━━━ Dataset entries ━━━
use chrono::Utc;
use contracts::domain::a001_kategori::aggregate::KategoriId;
use contracts::domain::a003_jenis_barang::aggregate::{JenisBarang, JenisBarangId, JenisBarangRef};
use contracts::domain::common::EntityMetadata;
use sea_orm::entity::prelude::*;
use sea_orm::{ColumnTrait, EntityTrait, PaginatorTrait, QueryFilter, Set};
use serde::{Deserialize, Serialize};
use std::collections::HashMap;
use uuid::Uuid;

use crate::shared::data::db::get_connection;

#[derive(Clone, Debug, PartialEq, DeriveEntityModel, Serialize, Deserialize)]
#[sea_orm(table_name = "a003_jenis_barang")]
pub struct Model {
    #[sea_orm(primary_key, auto_increment = false)]
    pub id: String,
    pub nama: String,
    pub kategori_id: String,
    pub is_deleted: bool,
    pub created_at: Option<chrono::DateTime<chrono::Utc>>,
    pub updated_at: Option<chrono::DateTime<chrono::Utc>>,
    pub version: i32,
}

#[derive(Copy, Clone, Debug, EnumIter, DeriveRelation)]
pub enum Relation {}

impl ActiveModelBehavior for ActiveModel {}

impl From<Model> for JenisBarang {
    fn from(m: Model) -> Self {
        let metadata = EntityMetadata {
            created_at: m.created_at.unwrap_or_else(Utc::now),
            updated_at: m.updated_at.unwrap_or_else(Utc::now),
            is_deleted: m.is_deleted,
            version: m.version,
        };
        let uuid = Uuid::parse_str(&m.id).unwrap_or_else(|_| Uuid::new_v4());
        let kategori_uuid = Uuid::parse_str(&m.kategori_id).unwrap_or_else(|_| Uuid::new_v4());
        JenisBarang {
            id: JenisBarangId(uuid),
            nama: m.nama,
            kategori_id: KategoriId(kategori_uuid),
            metadata,
        }
    }
}

fn conn() -> &'static DatabaseConnection {
    get_connection()
}

/// The cascading lookup: item types of one category, or all of them
pub async fn list_refs(kategori_id: Option<Uuid>) -> anyhow::Result<Vec<JenisBarangRef>> {
    let mut query = Entity::find().filter(Column::IsDeleted.eq(false));
    if let Some(kategori) = kategori_id {
        query = query.filter(Column::KategoriId.eq(kategori.to_string()));
    }
    let mut items: Vec<JenisBarang> = query
        .all(conn())
        .await?
        .into_iter()
        .map(Into::into)
        .collect();
    items.sort_by(|a, b| a.nama.to_lowercase().cmp(&b.nama.to_lowercase()));
    Ok(items.iter().map(JenisBarangRef::from).collect())
}

/// id -> nama lookup used when joining names into listing rows
pub async fn name_map() -> anyhow::Result<HashMap<Uuid, String>> {
    let items = Entity::find().all(conn()).await?;
    Ok(items
        .into_iter()
        .filter_map(|m| Uuid::parse_str(&m.id).ok().map(|id| (id, m.nama)))
        .collect())
}

pub async fn get_by_id(id: Uuid) -> anyhow::Result<Option<JenisBarang>> {
    let result = Entity::find_by_id(id.to_string()).one(conn()).await?;
    Ok(result.map(Into::into))
}

pub async fn insert(aggregate: &JenisBarang) -> anyhow::Result<Uuid> {
    let uuid = aggregate.id.value();
    let active = ActiveModel {
        id: Set(uuid.to_string()),
        nama: Set(aggregate.nama.clone()),
        kategori_id: Set(aggregate.kategori_id.value().to_string()),
        is_deleted: Set(aggregate.metadata.is_deleted),
        created_at: Set(Some(aggregate.metadata.created_at)),
        updated_at: Set(Some(aggregate.metadata.updated_at)),
        version: Set(aggregate.metadata.version),
    };
    active.insert(conn()).await?;
    Ok(uuid)
}

pub async fn count() -> anyhow::Result<u64> {
    Ok(Entity::find()
        .filter(Column::IsDeleted.eq(false))
        .count(conn())
        .await?)
}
━━━
> _Your assignment_: All of the records need to be transcribed exactly.

> _Written solution_:
use chrono::Utc;
use contracts::domain::a001_kategori::aggregate::KategoriId;
use contracts::domain::a003_jenis_barang::aggregate::{JenisBarang, JenisBarangId, JenisBarangRef};
use contracts::domain::common::EntityMetadata;
use sea_orm::entity::prelude::*;
use sea_orm::{ColumnTrait, EntityTrait, PaginatorTrait, QueryFilter, Set};
use serde::{Deserialize, Serialize};
use std::collections::HashMap;
use uuid::Uuid;

use crate::shared::data::db::get_connection;

#[derive(Clone, Debug, PartialEq, DeriveEntityModel, Serialize, Deserialize)]
#[sea_orm(table_name = "a003_jenis_barang")]
pub struct Model {
    #[sea_orm(primary_key, auto_increment = false)]
    pub id: String,
    pub nama: String,
    pub kategori_id: String,
    pub is_deleted: bool,
    pub created_at: Option<chrono::DateTime<chrono::Utc>>,
    pub updated_at: Option<chrono::DateTime<chrono::Utc>>,
    pub version: i32,
}

#[derive(Copy, Clone, Debug, EnumIter, DeriveRelation)]
pub enum Relation {}

impl ActiveModelBehavior for ActiveModel {}

impl From<Model> for JenisBarang {
    fn from(m: Model) -> Self {
        let metadata = EntityMetadata {
            created_at: m.created_at.unwrap_or_else(Utc::now),
            updated_at: m.updated_at.unwrap_or_else(Utc::now),
            is_deleted: m.is_deleted,
            version: m.version,
        };
        let uuid = Uuid::parse_str(&m.id).unwrap_or_else(|_| Uuid::new_v4());
        let kategori_uuid = Uuid::parse_str(&m.kategori_id).unwrap_or_else(|_| Uuid::new_v4());
        JenisBarang {
            id: JenisBarangId(uuid),
            nama: m.nama,
            kategori_id: KategoriId(kategori_uuid),
            metadata,
        }
    }
}

fn conn() -> &'static DatabaseConnection {
    get_connection()
}

/// The cascading lookup: item types of one category, or all of them
pub async fn list_refs(kategori_id: Option<Uuid>) -> anyhow::Result<Vec<JenisBarangRef>> {
    let mut query = Entity::find().filter(Column::IsDeleted.eq(false));
    if let Some(kategori) = kategori_id {
        query = query.filter(Column::KategoriId.eq(kategori.to_string()));
    }
    let mut items: Vec<JenisBarang> = query
        .all(conn())
        .await?
        .into_iter()
        .map(Into::into)
        .collect();
    items.sort_by(|a, b| a.nama.to_lowercase().cmp(&b.nama.to_lowercase()));
    Ok(items.iter().map(JenisBarangRef::from).collect())
}

/// id -> nama lookup used when joining names into listing rows
pub async fn name_map() -> anyhow::Result<HashMap<Uuid, String>> {
    let items = Entity::find().all(conn()).await?;
    Ok(items
        .into_iter()
        .filter_map(|m| Uuid::parse_str(&m.id).ok().map(|id| (id, m.nama)))
        .collect())
}

pub async fn get_by_id(id: Uuid) -> anyhow::Result<Option<JenisBarang>> {
    let result = Entity::find_by_id(id.to_string()).one(conn()).await?;
    Ok(result.map(Into::into))
}

pub async fn insert(aggregate: &JenisBarang) -> anyhow::Result<Uuid> {
    let uuid = aggregate.id.value();
    let active = ActiveModel {
        id: Set(uuid.to_string()),
        nama: Set(aggregate.nama.clone()),
        kategori_id: Set(aggregate.kategori_id.value().to_string()),
        is_deleted: Set(aggregate.metadata.is_deleted),
        created_at: Set(Some(aggregate.metadata.created_at)),
        updated_at: Set(Some(aggregate.metadata.updated_at)),
        version: Set(aggregate.metadata.version),
    };
    active.insert(conn()).await?;
    Ok(uuid)
}

pub async fn count() -> anyhow::Result<u64> {
    Ok(Entity::find()
        .filter(Column::IsDeleted.eq(false))
        .count(conn())
        .await?)
}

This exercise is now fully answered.